Resumen: Con la imagen de la Tierra desvaneciéndose detrás de los primeros destellos de plasma, los ingenieros en Houston entran en los minutos más largos
Minuto30.com .- A escasos instantes de que el reloj marcara las 7:00 de la noche, la transmisión oficial de la NASA nos dejó sin aliento. La cámara ubicada en una de las ventanas de la cápsula Orión (el vehículo principal del proyecto Artemis) capturó el momento exacto en el que el horizonte de la Tierra llenó por completo el encuadre.
Una imponente esfera azul y blanca que crecía a una velocidad vertiginosa mientras la nave se precipitaba a casi 40.000 kilómetros por hora hacia la “pared” invisible de nuestra atmósfera.

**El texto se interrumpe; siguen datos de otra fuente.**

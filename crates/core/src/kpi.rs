//! Staffing-completion KPI aggregation.

use serde::Serialize;

use crate::event::Event;
use crate::operator::Operator;

/// Staffing-completion figures for one event.
#[derive(Debug, Clone, Copy, PartialEq, Eq, Serialize)]
pub struct StaffingKpi {
    /// Operators whose assignment set currently references the event.
    pub assigned: u32,
    /// Sum of required headcounts across personnel categories.
    pub required: u32,
    /// `assigned / required` as a rounded percentage; 0 when nothing is
    /// required.
    pub percentage: u32,
}

/// Aggregate staffing completion for `event` from an operator snapshot.
///
/// `assigned` is recomputed from the operator side on every call rather than
/// cached, so it always agrees with the assignment manager's last write.
pub fn compute_staffing_kpi(event: &Event, operators: &[Operator]) -> StaffingKpi {
    let assigned = operators
        .iter()
        .filter(|o| o.assigned_events.contains(&event.id))
        .count() as u32;

    let required: u32 = event.personnel_counts.values().sum();

    let percentage = if required > 0 {
        ((assigned as f64 / required as f64) * 100.0).round() as u32
    } else {
        0
    };

    StaffingKpi {
        assigned,
        required,
        percentage,
    }
}

// ---------------------------------------------------------------------------
// Tests
// ---------------------------------------------------------------------------
//! Storage backends: the durable key/value contract and its implementations.
//!
//! [`StorageBackend`] is the only storage interface the rest of the
//! workspace sees: string get/set/remove plus a watch channel that reports
//! every write to all subscribers sharing the backend — including
//! subscribers in other open contexts over the same data.
//!
//! - [`MemoryBackend`] — non-durable; the test substrate and the degrade
//!   target when durable storage is unavailable.
//! - [`FileBackend`] — one JSON file per key under a root directory. State
//!   is held in memory and persisted best-effort; a failed disk write is
//!   logged, never fatal.

use std::collections::HashMap;
use std::path::{Path, PathBuf};
use std::sync::Arc;

use tokio::sync::{broadcast, Mutex};

/// Buffer capacity for the watch channel carried by each backend.
const WATCH_CAPACITY: usize = 256;

// ---------------------------------------------------------------------------
// Contract
// ---------------------------------------------------------------------------

/// A single key change observed on a backend.
#[derive(Debug, Clone)]
pub struct StorageChange {
    pub key: String,
    /// The value after the change; `None` when the key was removed.
    pub new_value: Option<String>,
}

/// Durable key/value storage with change notification.
#[async_trait::async_trait]
pub trait StorageBackend: Send + Sync {
    /// Read the current value for `key`.
    async fn get(&self, key: &str) -> Option<String>;

    /// Replace the value for `key`. Notifies all watchers.
    async fn set(&self, key: &str, value: String);

    /// Remove `key`. Notifies all watchers with an empty value.
    async fn remove(&self, key: &str);

    /// Subscribe to every change applied through this backend.
    fn subscribe(&self) -> broadcast::Receiver<StorageChange>;
}

/// Open durable storage rooted at `root`, degrading to a non-durable
/// in-memory backend when the directory cannot be prepared.
pub async fn open(root: impl AsRef<Path>) -> Arc<dyn StorageBackend> {
    let root = root.as_ref();
    match FileBackend::open(root).await {
        Ok(backend) => Arc::new(backend),
        Err(e) => {
            tracing::warn!(
                root = %root.display(),
                error = %e,
                "Durable storage unavailable, falling back to in-memory backend"
            );
            Arc::new(MemoryBackend::new())
        }
    }
}

// ---------------------------------------------------------------------------
// MemoryBackend
// ---------------------------------------------------------------------------

/// Non-durable in-memory backend.
pub struct MemoryBackend {
    entries: Mutex<HashMap<String, String>>,
    watch: broadcast::Sender<StorageChange>,
}

impl MemoryBackend {
    pub fn new() -> Self {
        let (watch, _) = broadcast::channel(WATCH_CAPACITY);
        Self {
            entries: Mutex::new(HashMap::new()),
            watch,
        }
    }
}

impl Default for MemoryBackend {
    fn default() -> Self {
        Self::new()
    }
}

#[async_trait::async_trait]
impl StorageBackend for MemoryBackend {
    async fn get(&self, key: &str) -> Option<String> {
        self.entries.lock().await.get(key).cloned()
    }

    async fn set(&self, key: &str, value: String) {
        self.entries
            .lock()
            .await
            .insert(key.to_string(), value.clone());
        // Ignore the SendError — it only means there are zero watchers.
        let _ = self.watch.send(StorageChange {
            key: key.to_string(),
            new_value: Some(value),
        });
    }

    async fn remove(&self, key: &str) {
        self.entries.lock().await.remove(key);
        let _ = self.watch.send(StorageChange {
            key: key.to_string(),
            new_value: None,
        });
    }

    fn subscribe(&self) -> broadcast::Receiver<StorageChange> {
        self.watch.subscribe()
    }
}

// ---------------------------------------------------------------------------
// FileBackend
// ---------------------------------------------------------------------------

/// File-backed backend storing one JSON document per key.
///
/// The in-memory map is the source of truth; every `set` updates it first
/// and then persists to `<root>/<key>.json`. A failed disk write leaves the
/// value available in memory for the lifetime of the process.
pub struct FileBackend {
    root: PathBuf,
    entries: Mutex<HashMap<String, String>>,
    watch: broadcast::Sender<StorageChange>,
}

impl FileBackend {
    /// Open a backend rooted at `root`, loading any existing key files.
    ///
    /// Unreadable key files are skipped with a warning; only a missing or
    /// uncreatable root directory is an error.
    pub async fn open(root: impl AsRef<Path>) -> Result<Self, std::io::Error> {
        let root = root.as_ref().to_path_buf();
        tokio::fs::create_dir_all(&root).await?;

        let mut entries = HashMap::new();
        let mut dir = tokio::fs::read_dir(&root).await?;
        while let Some(entry) = dir.next_entry().await? {
            let path = entry.path();
            if path.extension().and_then(|ext| ext.to_str()) != Some("json") {
                continue;
            }
            let Some(key) = path.file_stem().and_then(|s| s.to_str()) else {
                continue;
            };
            match tokio::fs::read_to_string(&path).await {
                Ok(contents) => {
                    entries.insert(key.to_string(), contents);
                }
                Err(e) => {
                    tracing::warn!(key, error = %e, "Failed to read stored key, skipping");
                }
            }
        }

        let (watch, _) = broadcast::channel(WATCH_CAPACITY);
        Ok(Self {
            root,
            entries: Mutex::new(entries),
            watch,
        })
    }

    fn path_for(&self, key: &str) -> PathBuf {
        self.root.join(format!("{key}.json"))
    }
}

#[async_trait::async_trait]
impl StorageBackend for FileBackend {
    async fn get(&self, key: &str) -> Option<String> {
        self.entries.lock().await.get(key).cloned()
    }

    async fn set(&self, key: &str, value: String) {
        self.entries
            .lock()
            .await
            .insert(key.to_string(), value.clone());

        if let Err(e) = tokio::fs::write(self.path_for(key), &value).await {
            tracing::error!(key, error = %e, "Durable write failed, value kept in memory only");
        }

        let _ = self.watch.send(StorageChange {
            key: key.to_string(),
            new_value: Some(value),
        });
    }

    async fn remove(&self, key: &str) {
        self.entries.lock().await.remove(key);

        if let Err(e) = tokio::fs::remove_file(self.path_for(key)).await {
            if e.kind() != std::io::ErrorKind::NotFound {
                tracing::error!(key, error = %e, "Failed to remove stored key file");
            }
        }

        let _ = self.watch.send(StorageChange {
            key: key.to_string(),
            new_value: None,
        });
    }

    fn subscribe(&self) -> broadcast::Receiver<StorageChange> {
        self.watch.subscribe()
    }
}

// ---------------------------------------------------------------------------
// Tests
// ---------------------------------------------------------------------------

#[cfg(test)]
mod tests {
    use super::*;

    #[tokio::test]
    async fn memory_backend_round_trips_values() {
        let backend = MemoryBackend::new();
        assert_eq!(backend.get("operators").await, None);

        backend.set("operators", "[]".to_string()).await;
        assert_eq!(backend.get("operators").await, Some("[]".to_string()));

        backend.remove("operators").await;
        assert_eq!(backend.get("operators").await, None);
    }

    #[tokio::test]
    async fn every_watcher_sees_a_write() {
        let backend = MemoryBackend::new();
        let mut first = backend.subscribe();
        let mut second = backend.subscribe();

        backend.set("events", "[1]".to_string()).await;

        let change = first.recv().await.expect("first watcher should receive");
        assert_eq!(change.key, "events");
        assert_eq!(change.new_value.as_deref(), Some("[1]"));

        let change = second.recv().await.expect("second watcher should receive");
        assert_eq!(change.key, "events");
    }

    #[tokio::test]
    async fn remove_notifies_with_empty_value() {
        let backend = MemoryBackend::new();
        let mut watcher = backend.subscribe();

        backend.remove("events").await;

        let change = watcher.recv().await.expect("should receive removal");
        assert_eq!(change.key, "events");
        assert!(change.new_value.is_none());
    }

    #[tokio::test]
    async fn set_with_no_watchers_does_not_panic() {
        let backend = MemoryBackend::new();
        backend.set("operators", "[]".to_string()).await;
    }

    #[tokio::test]
    async fn file_backend_persists_across_reopen() {
        let dir = tempfile::tempdir().expect("tempdir");

        {
            let backend = FileBackend::open(dir.path()).await.expect("open");
            backend.set("operators", "[{\"id\":1}]".to_string()).await;
        }

        let reopened = FileBackend::open(dir.path()).await.expect("reopen");
        assert_eq!(
            reopened.get("operators").await,
            Some("[{\"id\":1}]".to_string())
        );
    }

    #[tokio::test]
    async fn file_backend_remove_deletes_the_key_file() {
        let dir = tempfile::tempdir().expect("tempdir");
        let backend = FileBackend::open(dir.path()).await.expect("open");

        backend.set("events", "[]".to_string()).await;
        assert!(dir.path().join("events.json").exists());

        backend.remove("events").await;
        assert!(!dir.path().join("events.json").exists());

        // Removing an absent key is a no-op.
        backend.remove("events").await;
    }

    #[tokio::test]
    async fn open_degrades_to_memory_when_root_is_unusable() {
        let dir = tempfile::tempdir().expect("tempdir");
        let blocker = dir.path().join("not-a-directory");
        tokio::fs::write(&blocker, "x").await.expect("write blocker");

        // The root path points through a regular file, so the file backend
        // cannot be prepared and the in-memory substitute takes over.
        let backend = open(blocker.join("data")).await;
        backend.set("operators", "[]".to_string()).await;
        assert_eq!(backend.get("operators").await, Some("[]".to_string()));
    }
}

El inicio del infierno térmico
El dato que mencionas sobre los 1.500 grados marca exactamente el punto de no retorno: la interfaz de entrada.
Aproximadamente a unos 122 kilómetros de altura (400.000 pies), la cápsula comienza a sentir las primeras partículas de aire terrestre. En cuestión de segundos, la brutal fricción aerodinámica hace que la temperatura exterior de la nave salte violentamente de las gélidas condiciones del espacio a los 500 °C.
A medida que Orión penetre en las capas más densas de la atmósfera en los próximos minutos, los grados se multiplicarán rápidamente hasta alcanzar un pico infernal de casi 2.800 °C (5.000 °F), momento en el cual el escudo térmico deberá demostrar su verdadera resistencia envuelto en una bola de plasma.
La tensión al límite
Con la imagen de la Tierra desvaneciéndose detrás de los primeros destellos de plasma, los ingenieros en Houston entran en los minutos más largos y silenciosos de la misión. Si el escudo térmico hace su trabajo, la cápsula Orión emergerá del otro lado lista para desplegar sus paracaídas y amerizar en el Océano Pacífico.